* [What to produce]: Scan the records below for the word "Serialize" and give only the number of lines that hold it.
-------
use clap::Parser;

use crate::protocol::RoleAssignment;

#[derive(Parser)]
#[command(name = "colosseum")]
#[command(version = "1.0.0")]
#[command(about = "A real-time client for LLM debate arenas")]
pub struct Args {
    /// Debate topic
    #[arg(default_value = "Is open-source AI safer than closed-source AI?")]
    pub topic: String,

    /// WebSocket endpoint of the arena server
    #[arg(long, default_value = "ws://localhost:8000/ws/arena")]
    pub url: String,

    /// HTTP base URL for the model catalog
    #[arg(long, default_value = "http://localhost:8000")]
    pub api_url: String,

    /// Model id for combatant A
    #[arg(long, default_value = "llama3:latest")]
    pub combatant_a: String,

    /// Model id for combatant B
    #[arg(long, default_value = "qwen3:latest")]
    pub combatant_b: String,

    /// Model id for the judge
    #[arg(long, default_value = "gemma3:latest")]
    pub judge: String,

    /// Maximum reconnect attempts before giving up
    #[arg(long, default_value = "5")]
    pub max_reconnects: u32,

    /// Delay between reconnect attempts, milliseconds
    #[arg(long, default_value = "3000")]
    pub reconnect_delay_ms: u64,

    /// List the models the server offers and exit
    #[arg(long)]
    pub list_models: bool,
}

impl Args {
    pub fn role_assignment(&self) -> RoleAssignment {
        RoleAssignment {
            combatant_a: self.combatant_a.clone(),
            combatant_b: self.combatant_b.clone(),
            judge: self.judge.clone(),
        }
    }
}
-------
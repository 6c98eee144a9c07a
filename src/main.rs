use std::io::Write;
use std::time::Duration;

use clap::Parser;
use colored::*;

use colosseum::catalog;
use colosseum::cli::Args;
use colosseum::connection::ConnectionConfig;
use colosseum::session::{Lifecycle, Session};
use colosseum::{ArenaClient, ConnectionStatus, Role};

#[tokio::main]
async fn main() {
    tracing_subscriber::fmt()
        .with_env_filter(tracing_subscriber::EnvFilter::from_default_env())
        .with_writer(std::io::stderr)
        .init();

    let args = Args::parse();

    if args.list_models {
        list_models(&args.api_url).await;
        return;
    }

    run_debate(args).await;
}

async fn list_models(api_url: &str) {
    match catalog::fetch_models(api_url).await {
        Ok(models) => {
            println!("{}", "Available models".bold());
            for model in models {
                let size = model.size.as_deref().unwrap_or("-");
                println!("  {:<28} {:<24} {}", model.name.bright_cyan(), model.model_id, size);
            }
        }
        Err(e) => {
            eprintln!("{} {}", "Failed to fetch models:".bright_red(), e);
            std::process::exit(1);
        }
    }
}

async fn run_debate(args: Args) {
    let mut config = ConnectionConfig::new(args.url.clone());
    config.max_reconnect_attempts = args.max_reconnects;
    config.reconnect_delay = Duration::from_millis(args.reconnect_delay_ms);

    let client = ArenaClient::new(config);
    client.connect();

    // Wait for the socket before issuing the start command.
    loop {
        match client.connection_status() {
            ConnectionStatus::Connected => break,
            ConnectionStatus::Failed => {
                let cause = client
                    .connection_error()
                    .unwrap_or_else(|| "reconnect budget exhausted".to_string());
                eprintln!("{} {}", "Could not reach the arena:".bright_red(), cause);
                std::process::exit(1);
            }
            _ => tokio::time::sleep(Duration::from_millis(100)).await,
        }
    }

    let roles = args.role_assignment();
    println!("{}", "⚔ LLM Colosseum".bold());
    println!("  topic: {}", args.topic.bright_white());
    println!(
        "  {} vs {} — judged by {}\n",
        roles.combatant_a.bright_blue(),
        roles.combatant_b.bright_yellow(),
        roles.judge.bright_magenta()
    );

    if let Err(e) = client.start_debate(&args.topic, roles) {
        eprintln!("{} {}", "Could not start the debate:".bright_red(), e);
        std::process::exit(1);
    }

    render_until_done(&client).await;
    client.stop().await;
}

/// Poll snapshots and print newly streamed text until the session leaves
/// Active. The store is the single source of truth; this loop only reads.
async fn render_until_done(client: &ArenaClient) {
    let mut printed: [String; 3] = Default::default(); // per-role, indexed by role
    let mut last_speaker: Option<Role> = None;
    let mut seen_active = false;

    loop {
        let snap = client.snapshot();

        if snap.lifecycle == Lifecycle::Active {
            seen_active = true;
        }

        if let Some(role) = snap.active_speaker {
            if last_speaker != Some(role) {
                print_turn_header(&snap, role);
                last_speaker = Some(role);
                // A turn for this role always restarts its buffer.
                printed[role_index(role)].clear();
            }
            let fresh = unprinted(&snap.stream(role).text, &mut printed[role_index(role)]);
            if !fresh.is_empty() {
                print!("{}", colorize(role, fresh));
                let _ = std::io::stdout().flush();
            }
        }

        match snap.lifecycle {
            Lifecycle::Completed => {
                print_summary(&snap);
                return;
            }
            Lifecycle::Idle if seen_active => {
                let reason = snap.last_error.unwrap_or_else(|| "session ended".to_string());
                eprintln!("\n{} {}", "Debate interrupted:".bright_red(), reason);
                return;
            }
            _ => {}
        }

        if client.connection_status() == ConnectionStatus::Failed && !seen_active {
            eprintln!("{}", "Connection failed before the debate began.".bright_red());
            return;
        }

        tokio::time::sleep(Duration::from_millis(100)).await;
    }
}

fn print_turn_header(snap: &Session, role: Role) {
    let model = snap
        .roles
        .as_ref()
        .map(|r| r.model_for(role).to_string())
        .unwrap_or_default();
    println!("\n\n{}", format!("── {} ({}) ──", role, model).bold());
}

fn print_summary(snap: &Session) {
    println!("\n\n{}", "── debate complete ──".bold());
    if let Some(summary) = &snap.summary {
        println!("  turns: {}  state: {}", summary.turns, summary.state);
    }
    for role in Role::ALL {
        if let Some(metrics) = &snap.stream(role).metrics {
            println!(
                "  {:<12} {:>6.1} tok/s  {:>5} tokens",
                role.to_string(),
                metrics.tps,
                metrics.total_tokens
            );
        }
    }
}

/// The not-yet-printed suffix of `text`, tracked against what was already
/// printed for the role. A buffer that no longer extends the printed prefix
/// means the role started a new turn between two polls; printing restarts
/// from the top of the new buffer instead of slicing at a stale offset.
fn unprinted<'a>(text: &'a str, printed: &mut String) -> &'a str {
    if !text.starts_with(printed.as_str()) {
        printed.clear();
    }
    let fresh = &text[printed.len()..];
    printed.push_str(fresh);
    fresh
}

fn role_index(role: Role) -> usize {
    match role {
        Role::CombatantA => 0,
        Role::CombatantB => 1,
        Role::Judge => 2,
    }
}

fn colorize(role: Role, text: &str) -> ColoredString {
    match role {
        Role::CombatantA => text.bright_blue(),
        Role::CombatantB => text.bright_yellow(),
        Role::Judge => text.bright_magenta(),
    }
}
-------
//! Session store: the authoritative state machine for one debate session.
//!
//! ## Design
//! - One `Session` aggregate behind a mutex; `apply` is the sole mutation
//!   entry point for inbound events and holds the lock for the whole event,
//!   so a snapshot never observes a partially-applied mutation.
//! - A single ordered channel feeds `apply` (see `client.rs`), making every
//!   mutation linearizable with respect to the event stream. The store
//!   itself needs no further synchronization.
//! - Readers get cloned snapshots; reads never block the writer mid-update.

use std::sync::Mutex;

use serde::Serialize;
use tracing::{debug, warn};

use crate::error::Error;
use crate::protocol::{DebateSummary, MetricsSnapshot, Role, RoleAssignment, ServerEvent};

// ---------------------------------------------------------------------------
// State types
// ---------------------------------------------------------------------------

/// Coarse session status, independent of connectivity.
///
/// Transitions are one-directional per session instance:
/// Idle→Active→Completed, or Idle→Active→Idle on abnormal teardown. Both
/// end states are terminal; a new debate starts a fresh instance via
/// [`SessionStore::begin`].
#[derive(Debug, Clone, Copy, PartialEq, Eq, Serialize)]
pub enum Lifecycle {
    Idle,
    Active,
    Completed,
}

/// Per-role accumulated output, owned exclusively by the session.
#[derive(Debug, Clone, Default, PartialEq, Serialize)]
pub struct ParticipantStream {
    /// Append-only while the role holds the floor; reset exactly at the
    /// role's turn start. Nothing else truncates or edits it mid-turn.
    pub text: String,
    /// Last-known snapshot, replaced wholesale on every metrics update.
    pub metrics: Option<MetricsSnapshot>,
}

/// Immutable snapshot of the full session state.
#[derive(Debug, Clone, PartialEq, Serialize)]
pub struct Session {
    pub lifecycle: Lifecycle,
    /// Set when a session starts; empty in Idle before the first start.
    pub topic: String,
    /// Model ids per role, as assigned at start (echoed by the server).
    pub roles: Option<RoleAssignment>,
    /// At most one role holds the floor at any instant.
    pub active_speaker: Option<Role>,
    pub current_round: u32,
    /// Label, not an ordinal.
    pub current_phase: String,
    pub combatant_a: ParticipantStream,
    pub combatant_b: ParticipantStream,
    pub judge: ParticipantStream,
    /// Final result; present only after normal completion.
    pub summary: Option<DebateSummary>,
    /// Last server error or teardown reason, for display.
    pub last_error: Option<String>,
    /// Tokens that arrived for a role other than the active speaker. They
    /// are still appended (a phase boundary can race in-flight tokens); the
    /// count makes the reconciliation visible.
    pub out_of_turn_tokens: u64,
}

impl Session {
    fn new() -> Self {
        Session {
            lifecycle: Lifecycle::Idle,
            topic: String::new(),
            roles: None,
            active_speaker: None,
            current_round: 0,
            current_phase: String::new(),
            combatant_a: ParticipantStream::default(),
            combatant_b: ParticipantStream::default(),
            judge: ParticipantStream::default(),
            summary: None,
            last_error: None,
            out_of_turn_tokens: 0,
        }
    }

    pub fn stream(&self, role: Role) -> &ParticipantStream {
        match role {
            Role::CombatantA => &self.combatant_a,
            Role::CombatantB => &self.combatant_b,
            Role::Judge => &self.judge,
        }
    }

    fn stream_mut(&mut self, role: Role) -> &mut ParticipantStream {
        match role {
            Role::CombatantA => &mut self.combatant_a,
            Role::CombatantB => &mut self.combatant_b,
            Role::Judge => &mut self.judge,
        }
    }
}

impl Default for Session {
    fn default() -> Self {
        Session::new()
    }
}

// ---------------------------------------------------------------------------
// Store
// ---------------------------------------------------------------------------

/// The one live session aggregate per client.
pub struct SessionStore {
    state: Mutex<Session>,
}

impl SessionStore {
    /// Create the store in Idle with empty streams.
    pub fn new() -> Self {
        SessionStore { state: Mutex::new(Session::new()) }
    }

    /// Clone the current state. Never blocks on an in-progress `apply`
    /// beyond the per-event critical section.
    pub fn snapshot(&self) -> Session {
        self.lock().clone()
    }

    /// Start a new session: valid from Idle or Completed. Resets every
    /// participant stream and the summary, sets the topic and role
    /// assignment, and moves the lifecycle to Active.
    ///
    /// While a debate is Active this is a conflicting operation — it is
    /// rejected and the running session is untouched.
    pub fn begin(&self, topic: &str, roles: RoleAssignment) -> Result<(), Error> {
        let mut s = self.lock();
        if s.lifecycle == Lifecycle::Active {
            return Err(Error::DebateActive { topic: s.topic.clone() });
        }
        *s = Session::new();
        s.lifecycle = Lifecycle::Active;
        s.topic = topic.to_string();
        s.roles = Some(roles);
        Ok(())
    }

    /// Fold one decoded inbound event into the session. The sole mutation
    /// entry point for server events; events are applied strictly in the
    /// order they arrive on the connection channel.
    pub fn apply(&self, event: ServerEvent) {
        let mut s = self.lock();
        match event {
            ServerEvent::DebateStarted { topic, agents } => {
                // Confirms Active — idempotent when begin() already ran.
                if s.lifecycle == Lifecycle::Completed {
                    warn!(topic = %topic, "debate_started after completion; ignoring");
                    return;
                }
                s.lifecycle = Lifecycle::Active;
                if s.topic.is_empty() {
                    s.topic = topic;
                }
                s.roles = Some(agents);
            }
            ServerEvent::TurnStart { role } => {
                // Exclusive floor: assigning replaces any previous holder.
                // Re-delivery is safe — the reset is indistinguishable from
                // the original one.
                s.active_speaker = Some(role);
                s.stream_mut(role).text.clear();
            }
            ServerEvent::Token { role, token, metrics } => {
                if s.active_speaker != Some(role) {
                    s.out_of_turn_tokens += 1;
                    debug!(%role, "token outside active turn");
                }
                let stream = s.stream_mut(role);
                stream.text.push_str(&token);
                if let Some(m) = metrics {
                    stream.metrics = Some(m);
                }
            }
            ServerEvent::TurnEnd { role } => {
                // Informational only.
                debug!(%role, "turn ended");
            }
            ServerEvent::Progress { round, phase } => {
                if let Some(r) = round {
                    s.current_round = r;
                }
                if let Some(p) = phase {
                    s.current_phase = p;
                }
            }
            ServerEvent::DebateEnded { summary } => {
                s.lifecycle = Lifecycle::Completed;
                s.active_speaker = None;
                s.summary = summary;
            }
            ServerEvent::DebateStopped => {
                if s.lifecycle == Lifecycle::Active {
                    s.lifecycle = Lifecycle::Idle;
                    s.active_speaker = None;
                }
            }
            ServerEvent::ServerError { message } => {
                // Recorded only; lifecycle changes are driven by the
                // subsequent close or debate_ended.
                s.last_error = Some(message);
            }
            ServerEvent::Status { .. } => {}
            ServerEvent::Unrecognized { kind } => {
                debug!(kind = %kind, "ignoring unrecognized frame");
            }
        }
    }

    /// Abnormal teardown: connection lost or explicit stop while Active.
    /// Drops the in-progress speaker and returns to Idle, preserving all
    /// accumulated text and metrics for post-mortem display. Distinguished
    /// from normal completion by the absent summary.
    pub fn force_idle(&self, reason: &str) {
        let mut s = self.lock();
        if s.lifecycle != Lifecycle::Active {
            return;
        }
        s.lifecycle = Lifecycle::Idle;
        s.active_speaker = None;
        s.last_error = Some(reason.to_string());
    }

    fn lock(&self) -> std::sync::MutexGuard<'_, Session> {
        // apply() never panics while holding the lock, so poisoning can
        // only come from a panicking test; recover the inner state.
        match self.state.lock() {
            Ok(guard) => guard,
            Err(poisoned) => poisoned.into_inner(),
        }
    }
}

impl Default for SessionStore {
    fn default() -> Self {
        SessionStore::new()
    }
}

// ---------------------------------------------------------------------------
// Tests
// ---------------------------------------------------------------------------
-------
* [Your solution]: 4